Liver surface nodularity (LSN) is a recognized non-invasive biomarker of cirrhosis. This study introduces auto-LSN, an artificial intelligence (AI)-based algorithm for fully automated LSN quantification, assesses its association with fibrosis stage and its non-inferiority in diagnostic performance for advanced chronic liver disease (ACLD) and cirrhosis compared to the FDA-approved, semi-automated liver boundary analysis (LBA) software.

Materials and methods

This retrospective, bicentric study included patients with chronic liver disease risk factors who underwent CT and liver biopsy between April 2014 and March 2020. Fibrosis stages were grouped into F3–F4 (ACLD) vs F0–F2, and F4 (cirrhosis) vs F0–F3 per the METAVIR. LSN was measured with auto-LSN and LBA. Their association with fibrosis grade and diagnostic accuracy for ACLD and cirrhosis were compared using a −0.05 non-inferiority margin. Mann–Whitney–Wilcoxon tests, Spearman correlation, and area under the receiver operating characteristic curve (AUC) were used.

Results

In 127 patients (68 ± 12 years; 97 men), auto-LSN demonstrated a positive correlation with fibrosis stage (ρ = 0.59; 95% CI [0.48, 0.68]), similar to LBA (ρ = 0.44; 95% CI [0.32, 0.55]), both p < 0.001, with differences within the non-inferiority margin ([0.03, 0.26]).

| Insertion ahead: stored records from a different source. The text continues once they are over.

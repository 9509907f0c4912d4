// This Source Code Form is subject to the terms of the Mozilla Public
// License, v. 2.0. If a copy of the MPL was not distributed with this
// file, You can obtain one at https://mozilla.org/MPL/2.0/.

//! Connected region extraction from binary masks

use image::{GrayImage, Luma};
use imageproc::contours::{find_contours, BorderType};
use imageproc::region_labelling::{connected_components, Connectivity};
use rustc_hash::FxHashMap;

use crate::types::{BoundingBox, ExtremePoints, PixelPoint, RegionFilter};

/// Outermost connected blob of a mask
#[derive(Debug, Clone, PartialEq, Eq)]
pub struct Region {
    /// Number of labelled mask pixels in the blob
    ///
    /// Hole pixels are not counted, so a ring has a smaller area than the
    /// rectangle its outer contour encloses.
    pub area: u32,
    pub bounding_box: BoundingBox,
    pub extreme_points: ExtremePoints,
}

/// Find the outer regions of a mask in border-following discovery order
///
/// Holes, and blobs sitting inside holes, are not reported.
pub fn extract_regions(mask: &GrayImage) -> Vec<Region> {
    if mask.width() == 0 || mask.height() == 0 {
        return Vec::new();
    }

    let labels = connected_components(mask, Connectivity::Eight, Luma([0u8]));
    let mut pixel_counts: FxHashMap<u32, u32> = FxHashMap::default();
    for label in labels.pixels() {
        if label.0[0] != 0 {
            *pixel_counts.entry(label.0[0]).or_default() += 1;
        }
    }

    find_contours::<u32>(mask)
        .into_iter()
        .filter(|c| c.border_type == BorderType::Outer && c.parent.is_none())
        .filter_map(|contour| {
            let points: Vec<PixelPoint> = contour.points.iter().map(|p| [p.x, p.y]).collect();
            let first = points.first()?;
            let label = labels.get_pixel(first[0], first[1]).0[0];
            let area = pixel_counts.get(&label).copied().unwrap_or(points.len() as u32);
            summarize(&points, area)
        })
        .collect()
}

/// Bounding box and extreme points of a contour
///
/// Ties on an extreme go to the first point in contour order.
fn summarize(points: &[PixelPoint], area: u32) -> Option<Region> {
    let first = *points.first()?;
    let mut left = first;
    let mut right = first;
    let mut top = first;
    let mut bottom = first;

    for &p in &points[1..] {
        if p[0] < left[0] {
            left = p;
        }
        if p[0] > right[0] {
            right = p;
        }
        if p[1] < top[1] {
            top = p;
        }
        if p[1] > bottom[1] {
            bottom = p;
        }
    }

    Some(Region {
        area,
        bounding_box: BoundingBox::new(
            left[0],
            top[1],
            right[0] - left[0] + 1,
            bottom[1] - top[1] + 1,
        ),
        extreme_points: ExtremePoints {
            left,
            right,
            top,
            bottom,
        },
    })
}

impl RegionFilter {
    /// Whether a region is plausibly a legend rather than noise or background
    pub fn accepts(&self, region: &Region, image_width: u32, image_height: u32) -> bool {
        let bbox = &region.bounding_box;
        region.area > self.min_area
            && bbox.width >= self.min_side
            && bbox.height >= self.min_side
            && bbox.width as f64 <= self.max_fraction * image_width as f64
            && bbox.height as f64 <= self.max_fraction * image_height as f64
    }
}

Auto-LSN achieved AUCs of 0.79 (95% CI [0.70, 0.87]) for ACLD and 0.84 (95% CI [0.76, 0.91]) for cirrhosis, comparable to LBA’s AUCs of 0.73 (95% CI [0.64, 0.82]) and 0.74 (95% CI [0.66, 0.83]), respectively. All differences were within the non-inferiority margin.

Conclusion

Auto-LSN correlates positively with fibrosis stage and provides non-inferior diagnostic performance compared to LBA. Its full automation and accuracy support its potential for opportunistic screening and objective patient monitoring.

Key Points

Question LSN is a key radiological feature for non-invasive ACLD diagnosis. However, current LSN quantification software is only semi-automated, thus time-consuming.

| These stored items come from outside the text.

// This Source Code Form is subject to the terms of the Mozilla Public
// License, v. 2.0. If a copy of the MPL was not distributed with this
// file, You can obtain one at https://mozilla.org/MPL/2.0/.

//! Color ranges inferred from a user-picked sample, and click-driven
//! region extraction built on them

use image::RgbImage;

use crate::color::{rgb_to_hsv, segment, ColorRange, CHANNEL_MAX, HUE_MAX};
use crate::contours::{extract_regions, Region};
use crate::error::{Result, VisionError};
use crate::image_ops::{checked_crop, crop};
use crate::types::{BoundingBox, ExtractedRegion, SamplerConfig};

/// Derive a tolerant color range covering every pixel of `sample`
///
/// Desaturated samples (gray, white, black) have an unstable hue, so their
/// range spans every hue and only saturation and value are relaxed.
pub fn derive_range(sample: &RgbImage, config: &SamplerConfig) -> Result<ColorRange> {
    let count = sample.width() as u64 * sample.height() as u64;
    if count == 0 {
        return Err(VisionError::InvalidParameters(
            "color sample is empty".to_string(),
        ));
    }

    let mut lower = [u8::MAX; 3];
    let mut upper = [0u8; 3];
    let mut saturation_sum = 0u64;

    for pixel in sample.pixels() {
        let hsv = rgb_to_hsv(pixel.0);
        for c in 0..3 {
            lower[c] = lower[c].min(hsv[c]);
            upper[c] = upper[c].max(hsv[c]);
        }
        saturation_sum += hsv[1] as u64;
    }

    let mean_saturation = saturation_sum as f64 / count as f64;

    let (hue_low, hue_high) = if mean_saturation < config.gray_saturation {
        (0, HUE_MAX)
    } else {
        (
            lower[0].saturating_sub(config.hue_tolerance),
            upper[0].saturating_add(config.hue_tolerance).min(HUE_MAX),
        )
    };

    let range = ColorRange::new(
        [
            hue_low,
            lower[1].saturating_sub(config.saturation_tolerance),
            lower[2].saturating_sub(config.value_tolerance),
        ],
        [
            hue_high,
            upper[1].saturating_add(config.saturation_tolerance).min(CHANNEL_MAX),
            upper[2].saturating_add(config.value_tolerance).min(CHANNEL_MAX),
        ],
    );

    tracing::debug!(
        mean_saturation,
        lower = ?range.lower,
        upper = ?range.upper,
        "derived sample color range"
    );
    Ok(range)
}

/// Extract the region of the sampled color under a user selection
///
/// A patch of `sample_radius` pixels around the selection center gives the
/// color range. The selection grown by `search_margin` is segmented with it,
/// and the connected region under the selection center is returned in image
/// coordinates. The selection may be larger or smaller than that region.
/// When no region lies under the center, the largest one overlapping the
/// selection is used, and failing that the selection itself.
pub fn extract_region(
    image: &RgbImage,
    bounds: &BoundingBox,
    config: &SamplerConfig,
) -> Result<ExtractedRegion> {
    let (width, height) = image.dimensions();
    if bounds.is_empty() || !bounds.fits_within(width, height) {
        return Err(VisionError::RegionOutOfBounds {
            x: bounds.x,
            y: bounds.y,
            width: bounds.width,
            height: bounds.height,
            image_width: width,
            image_height: height,
        });
    }

    let center_x = bounds.x + bounds.width / 2;
    let center_y = bounds.y + bounds.height / 2;
    let patch = sample_patch(bounds, center_x, center_y, config.sample_radius);
    let range = derive_range(&checked_crop(image, &patch)?, config)?;

    let search = bounds.expanded(config.search_margin, width, height);
    let mask = segment(&crop(image, &search), &range);
    let regions = extract_regions(&mask);

    let local_selection = BoundingBox::new(
        bounds.x - search.x,
        bounds.y - search.y,
        bounds.width,
        bounds.height,
    );
    let (local_x, local_y) = (center_x - search.x, center_y - search.y);

    let chosen = largest(
        regions
            .iter()
            .filter(|r| r.bounding_box.contains(local_x, local_y)),
    )
    .or_else(|| {
        largest(
            regions
                .iter()
                .filter(|r| r.bounding_box.intersects(&local_selection)),
        )
    });

    let bounding_box = match chosen {
        Some(region) => region.bounding_box.offset(search.x, search.y),
        None => *bounds,
    };

    tracing::debug!(
        ?bounds,
        ?search,
        regions = regions.len(),
        ?bounding_box,
        "extracted sampled region"
    );

    Ok(ExtractedRegion {
        bounding_box,
        range,
        preview: format!(
            "region_{}_{}_{}x{}.png",
            bounding_box.x, bounding_box.y, bounding_box.width, bounding_box.height
        ),
        crop: crop(image, &bounding_box),
    })
}

/// Square patch of `radius` pixels around `(x, y)`, kept inside `bounds`
fn sample_patch(bounds: &BoundingBox, x: u32, y: u32, radius: u32) -> BoundingBox {
    let x0 = x.saturating_sub(radius).max(bounds.x);
    let y0 = y.saturating_sub(radius).max(bounds.y);
    let x1 = x.saturating_add(radius + 1).min(bounds.right());
    let y1 = y.saturating_add(radius + 1).min(bounds.bottom());

    BoundingBox::new(x0, y0, x1 - x0, y1 - y0)
}

/// Region with the largest area, the first one on ties
fn largest<'a>(regions: impl Iterator<Item = &'a Region>) -> Option<&'a Region> {
    regions.fold(None, |best: Option<&Region>, region| match best {
        Some(b) if b.area >= region.area => Some(b),
        _ => Some(region),
    })
}
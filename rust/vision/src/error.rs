// This Source Code Form is subject to the terms of the Mozilla Public
// License, v. 2.0. If a copy of the MPL was not distributed with this
// file, You can obtain one at https://mozilla.org/MPL/2.0/.

use thiserror::Error;

/// Result type for vision operations
pub type Result<T> = std::result::Result<T, VisionError>;

/// Errors raised by the analysis core
///
/// Only I/O-adjacent problems are errors. Heuristics always produce a
/// result, and "nothing found" outcomes are modelled as enum variants on
/// the operation's return type.
#[derive(Error, Debug)]
pub enum VisionError {
    #[error("Image could not be decoded: {0}")]
    Decode(#[from] image::ImageError),

    #[error("Image file could not be read: {0}")]
    Io(#[from] std::io::Error),

    #[error("Image file is {size_mb} MB, maximum is {max_mb} MB")]
    FileTooLarge { size_mb: u64, max_mb: u64 },

    #[error("Configuration file is not valid JSON: {0}")]
    Config(#[from] serde_json::Error),

    #[error("Invalid parameters: {0}")]
    InvalidParameters(String),

    #[error("Region {x},{y} {width}x{height} lies outside the {image_width}x{image_height} image")]
    RegionOutOfBounds {
        x: u32,
        y: u32,
        width: u32,
        height: u32,
        image_width: u32,
        image_height: u32,
    },
}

Findings The fully automated auto-LSN algorithm for LSN quantification achieved statistically non-inferior diagnostic performance compared to existing semi-automated software for the detection of ACLD and cirrhosis.

Clinical relevance Auto-LSN, as a fully automated solution, offers a reliable alternative to existing semi-automated software, enabling mass opportunistic screening of the general population—by evaluating all CT scans performed for any indication—and supporting objective follow-up of at-risk patients.